The classical presentation of HHS includes hyponatremia (serum sodium < 136 mmol/L) in the setting of hypertension (systolic blood pressure > 165 mmHg and diastolic > 95 mmHg with or without anti-hypertensive medication) with evidence of renal ischemia [6]. History of heavy smoking is considered as a significant risk factor [7]. An elevated rennin level, likely secondary due to renal ischemia, is also a pathognomonic laboratory finding. As was the case in our patient, if the renal ischemia is unilateral, the elevation in systemic arterial pressure can induce pressure natriuresis via the normal kidney leading to hyponatremia and volume depletion. The latter will in turn lead to a further increase in renin production. Similarly, increased rennin will increase production of angiotensin II and thus aldosterone which via its action on the collecting tubules of the normal functioning kidney can lead to persistent hypokalemia. Hypokalemia itself can in-turn act as a stimulant for enhanced rennin production.

A persistently elevated level of angiotensin II cannot only act directly on the renal tubules to cause water absorption but can directly stimulate the thirst center in the brain leading to increased production of antidiuretic hormone (ADH). The combination thus explains the resistant dilutional hyponatremia. Smoking is a significant risk factor for HHS not only by contributing to atherosclerotic renovascular disease but also by the fact that nicotine is a potent stimulus for ADH [8]. Increased angiotensin II may play a significant role in proteinuria in HHS patients.

Therapeutic options in a patient with HHS include pharmacological options and surgical options.

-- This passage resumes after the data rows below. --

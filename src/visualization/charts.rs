use colored::Colorize;

use crate::models::YearlyProjection;

/// Format a text-based chart of the temperature trajectory as a string.
///
/// Cooling years draw green bars to the right of the axis; net-warming
/// years draw red bars to the left.
pub fn format_temperature_trend(yearly: &[YearlyProjection]) -> String {
    let mut output = String::new();
    output.push_str(&format!("\n{}\n", "Temperature Trend".bold().green()));
    output.push_str(&format!("{}\n", "=".repeat(60)));

    if yearly.is_empty() {
        output.push_str("  No data available.\n");
        return output;
    }

    let max_abs = yearly
        .iter()
        .map(|y| y.temperature_reduction_f.abs())
        .fold(0.0f64, f64::max);

    let half_width = 24;

    output.push_str(&format!("  {:>4}  {:>8}  Trend\n", "Year", "°F"));
    output.push_str(&format!("  {}\n", "-".repeat(56)));

    for y in yearly {
        let bar_len = if max_abs > 0.0 {
            ((y.temperature_reduction_f.abs() / max_abs) * half_width as f64).round() as usize
        } else {
            0
        };
        let bar = "\u{2588}".repeat(bar_len);

        let line = if y.temperature_reduction_f < 0.0 {
            format!(
                "  {:>4}  {:>8.3}  {}{}|",
                y.year,
                y.temperature_reduction_f,
                " ".repeat(half_width - bar_len),
                bar.red(),
            )
        } else {
            format!(
                "  {:>4}  {:>8.3}  {}|{}",
                y.year,
                y.temperature_reduction_f,
                " ".repeat(half_width),
                bar.green(),
            )
        };
        output.push_str(&line);
        output.push('\n');
    }

    output.push('\n');
    output
}

/// Print a text-based chart of the temperature trajectory.
pub fn print_temperature_trend(yearly: &[YearlyProjection]) {
    print!("{}", format_temperature_trend(yearly));
}
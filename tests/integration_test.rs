use std::sync::atomic::{AtomicUsize, Ordering};
use std::sync::{Arc, Barrier};

use assert_approx_eq::assert_approx_eq;
use proptest::prelude::*;

use canopy_forecaster::{
    config::ForecastConfig,
    engine::{EngineParams, ProjectionEngine},
    error::ForecastError,
    features::{FeatureProvider, InMemoryFeatureStore},
    impact::ImpactModel,
    models::{CellId, HealthMix, ScenarioInput, SpeciesShare, TreeCohortState},
    predict::{compound_survival, PredictorSet, SurvivalPredictor},
    service::ForecastService,
};

fn test_state() -> TreeCohortState {
    TreeCohortState {
        tree_count: 100,
        avg_diameter_cm: 15.0,
        species_mix: vec![
            SpeciesShare {
                code: "ACRU".to_string(),
                fraction: 0.4,
            },
            SpeciesShare {
                code: "QURU".to_string(),
                fraction: 0.6,
            },
        ],
        health_mix: Some(HealthMix {
            good: 0.2,
            fair: 0.7,
            poor: 0.1,
        }),
    }
}

fn test_service() -> ForecastService {
    let mut store = InMemoryFeatureStore::new();
    store.insert("cell-x", test_state());
    store.insert("cell-empty", TreeCohortState::new(0, 0.0));
    ForecastService::new(
        Arc::new(store) as Arc<dyn FeatureProvider>,
        Arc::new(PredictorSet::rule_based()),
        &ForecastConfig::default(),
    )
}

// --- Scenario examples ---

#[test]
fn test_no_action_temperature_declines_over_decade() {
    let service = test_service();
    let result = service.project("cell-x", 10, 0).unwrap();
    let yearly = &result.yearly_projections;
    assert_eq!(yearly.len(), 10);
    assert!(
        yearly[9].temperature_reduction_f < yearly[0].temperature_reduction_f,
        "fewer surviving trees plus ambient warming should drag year 10 below year 1"
    );
}

#[test]
fn test_planting_beats_no_action_at_year_ten() {
    let service = test_service();
    let baseline = service.project("cell-x", 10, 0).unwrap();
    let planted = service.project("cell-x", 10, 200).unwrap();
    assert!(
        planted.yearly_projections[9].temperature_reduction_f
            > baseline.yearly_projections[9].temperature_reduction_f
    );
}

#[test]
fn test_empty_cell_single_year_is_baseline_warming_only() {
    let service = test_service();
    let result = service.project("cell-empty", 1, 0).unwrap();
    let y1 = &result.yearly_projections[0];
    assert_eq!(y1.tree_count, 0.0);
    assert_eq!(y1.co2_sequestration_kg_per_year, 0.0);
    assert_eq!(y1.pm25_reduction_lbs_per_year, 0.0);
    assert_approx_eq!(
        y1.temperature_reduction_f,
        -ImpactModel::default().baseline_warming(1)
    );
}

#[test]
fn test_out_of_range_scenarios_rejected() {
    let service = test_service();
    assert!(matches!(
        service.project("cell-x", 31, 0),
        Err(ForecastError::InvalidScenario(_))
    ));
    assert!(matches!(
        service.project("cell-x", 10, -1),
        Err(ForecastError::InvalidScenario(_))
    ));
    assert!(matches!(
        service.project("cell-x", 0, 0),
        Err(ForecastError::InvalidScenario(_))
    ));
}

#[test]
fn test_unknown_cell_surfaces_not_found() {
    let service = test_service();
    let err = service.project("nowhere", 10, 0).unwrap_err();
    assert!(matches!(err, ForecastError::CellNotFound(_)));
}

// --- Testable properties ---

#[test]
fn test_diameter_monotone_and_bounded() {
    let service = test_service();
    for new_trees in [0, 250] {
        let result = service.project("cell-x", 30, new_trees).unwrap();
        let yearly = &result.yearly_projections;
        // The year-1 merge with a seedling cohort may pull the combined
        // average down; from then on both cohorts only grow.
        for w in yearly.windows(2) {
            assert!(
                w[1].avg_diameter_cm >= w[0].avg_diameter_cm,
                "diameter shrank between years {} and {}",
                w[0].year,
                w[1].year
            );
            assert!(w[1].avg_diameter_cm <= 100.0);
        }
    }
}

#[test]
fn test_survival_compounding_matches_power_rule() {
    let predictor = SurvivalPredictor::rule_based();
    let annual = predictor.predict_annual_survival(15.0, None, canopy_forecaster::models::HealthRating::Fair);
    for k in [1u32, 5, 10, 30] {
        assert_approx_eq!(compound_survival(annual, k), annual.powi(k as i32), 1e-12);
    }
}

#[test]
fn test_cache_idempotence_bit_identical_without_recompute() {
    struct CountingProvider {
        inner: InMemoryFeatureStore,
        lookups: AtomicUsize,
    }

    impl FeatureProvider for CountingProvider {
        fn cell_features(&self, cell: &CellId) -> Result<TreeCohortState, ForecastError> {
            self.lookups.fetch_add(1, Ordering::SeqCst);
            self.inner.cell_features(cell)
        }

        fn cell_ids(&self) -> Vec<CellId> {
            self.inner.cell_ids()
        }
    }

    let mut store = InMemoryFeatureStore::new();
    store.insert("cell-x", test_state());
    let provider = Arc::new(CountingProvider {
        inner: store,
        lookups: AtomicUsize::new(0),
    });
    let service = ForecastService::new(
        Arc::clone(&provider) as Arc<dyn FeatureProvider>,
        Arc::new(PredictorSet::rule_based()),
        &ForecastConfig::default(),
    );

    let first = service.project("cell-x", 10, 50).unwrap();
    let second = service.project("cell-x", 10, 50).unwrap();
    assert_eq!(*first, *second);
    assert!(Arc::ptr_eq(&first, &second));
    assert_eq!(provider.lookups.load(Ordering::SeqCst), 1);
    assert_eq!(service.cache_stats().computations, 1);
}

#[test]
fn test_concurrent_requests_for_one_key_compute_once() {
    let service = Arc::new(test_service());
    let barrier = Arc::new(Barrier::new(8));

    let handles: Vec<_> = (0..8)
        .map(|_| {
            let service = Arc::clone(&service);
            let barrier = Arc::clone(&barrier);
            std::thread::spawn(move || {
                barrier.wait();
                service.project("cell-x", 20, 100)
            })
        })
        .collect();

    let results: Vec<_> = handles
        .into_iter()
        .map(|h| h.join().unwrap().unwrap())
        .collect();

    assert_eq!(service.cache_stats().computations, 1);
    for r in &results[1..] {
        assert_eq!(**r, *results[0]);
    }
}

#[test]
fn test_superseded_scenarios_all_land_in_cache() {
    // A user dragging the slider issues a burst of distinct scenarios; each
    // completed computation stays valid for its own key.
    let service = test_service();
    for years in 1..=10 {
        service.project("cell-x", years, 0).unwrap();
    }
    for years in 1..=10 {
        service.project("cell-x", years, 0).unwrap();
    }
    assert_eq!(service.cache_stats().computations, 10);
    assert_eq!(service.cache_stats().hits, 10);
}

#[test]
fn test_summary_consistent_with_yearly_sequence() {
    let service = test_service();
    let result = service.project("cell-x", 10, 0).unwrap();
    let co2_sum: f64 = result
        .yearly_projections
        .iter()
        .map(|y| y.co2_sequestration_kg_per_year)
        .sum();
    assert_approx_eq!(result.summary.cumulative_co2_kg, co2_sum);
    assert_approx_eq!(
        result.summary.final_tree_count,
        result.yearly_projections.last().unwrap().tree_count
    );
}

#[test]
fn test_rule_based_and_learned_engines_share_contract() {
    // Whatever predictor variant is live, the projection obeys the same
    // shape and invariants.
    let engine = ProjectionEngine::new(
        Arc::new(PredictorSet::rule_based()),
        ImpactModel::default(),
        EngineParams::default(),
    );
    let scenario = ScenarioInput::new("cell-x", 30, 10).unwrap();
    let result = engine.project(&test_state(), &scenario).unwrap();
    assert_eq!(result.yearly_projections.len(), 30);
    for y in &result.yearly_projections {
        assert!(y.tree_count >= 0.0);
        assert!((0.0..=1.0).contains(&y.survival_rate));
        assert!(y.co2_sequestration_kg_per_year >= 0.0);
        assert!(y.pm25_reduction_lbs_per_year >= 0.0);
    }
}

// --- Property tests over the impact kernels ---

proptest! {
    #[test]
    fn prop_impacts_non_negative_and_finite(
        dbh in 0.0f64..150.0,
        survival in 0.0f64..=1.0,
        count in 0.0f64..1e6,
    ) {
        let m = ImpactModel::default();
        let temp = m.temperature_reduction(dbh, survival);
        let co2 = m.co2_sequestration(dbh, survival);
        let pm25 = m.pm25_reduction(count);
        prop_assert!(temp.is_finite());
        prop_assert!(co2.is_finite() && co2 >= 0.0);
        prop_assert!(pm25.is_finite() && pm25 >= 0.0);
        prop_assert!(temp >= 0.0);
    }

    #[test]
    fn prop_impacts_monotone_in_diameter(
        a in 0.0f64..100.0,
        b in 0.0f64..100.0,
        survival in 0.01f64..=1.0,
    ) {
        let m = ImpactModel::default();
        let (lo, hi) = if a <= b { (a, b) } else { (b, a) };
        prop_assert!(m.temperature_reduction(lo, survival) <= m.temperature_reduction(hi, survival));
        prop_assert!(m.co2_sequestration(lo, survival) <= m.co2_sequestration(hi, survival));
    }

    #[test]
    fn prop_compound_survival_in_unit_interval(
        annual in 0.5f64..0.999,
        years in 1u32..=30,
    ) {
        let c = compound_survival(annual, years);
        prop_assert!(c > 0.0 && c <= annual);
    }
}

Using ACE inhibitors, ARBs or direct rennin inhibitors is reasonable when you take into account that high rennin levels are the main cause of the presentation. Among the possible surgical options are balloon angioplasty, renal endarterectomy and nephrectomy. Our patient had a history of angioedema to ACE inhibitors. Even when the cross-reactivity of ARBs to ACE inhibitors was explained to him as <10%, he refused this option. In view of the non-functioning right kidney as evidenced by the split renal function scan, we decided to proceed with right nephrectomy. He responded extremely well as was seen post–nephrectomy, his renin and aldosterone levels dropped to normal range within 2 days of surgery. Similar encouraging results (hypertension, electrolyte abnormalities and proteinuria) after nephrectomy have been reported before in four similar patients [3, 6].

In conclusion, resistant hyponatremia and hypokalemia with nephrotic or non-nephrotic proteinuria could be a manifestation of HHS. Smoking cessation with ACE, ARB and rennin inhibitors (alone or in combination) should be tested. In those resistant to it or in whom they contraindicate, nephrectomy of the ischemic kidney can be done with excellent results.

Teaching points

  • (1) Hyponatremia and hypokalemia in the setting of hypertension warrants workup for an underlying hyperreninemic state.

  • (2) ACE, ARB and rennin inhibitors (alone or in combination) should be the first line of management along with smoking cessation.

  • (3) Definitive treatment involves alleviating the underlying cause of the hyperreninemic state.

Acknowledgments

Conflict of interest statement. None declared.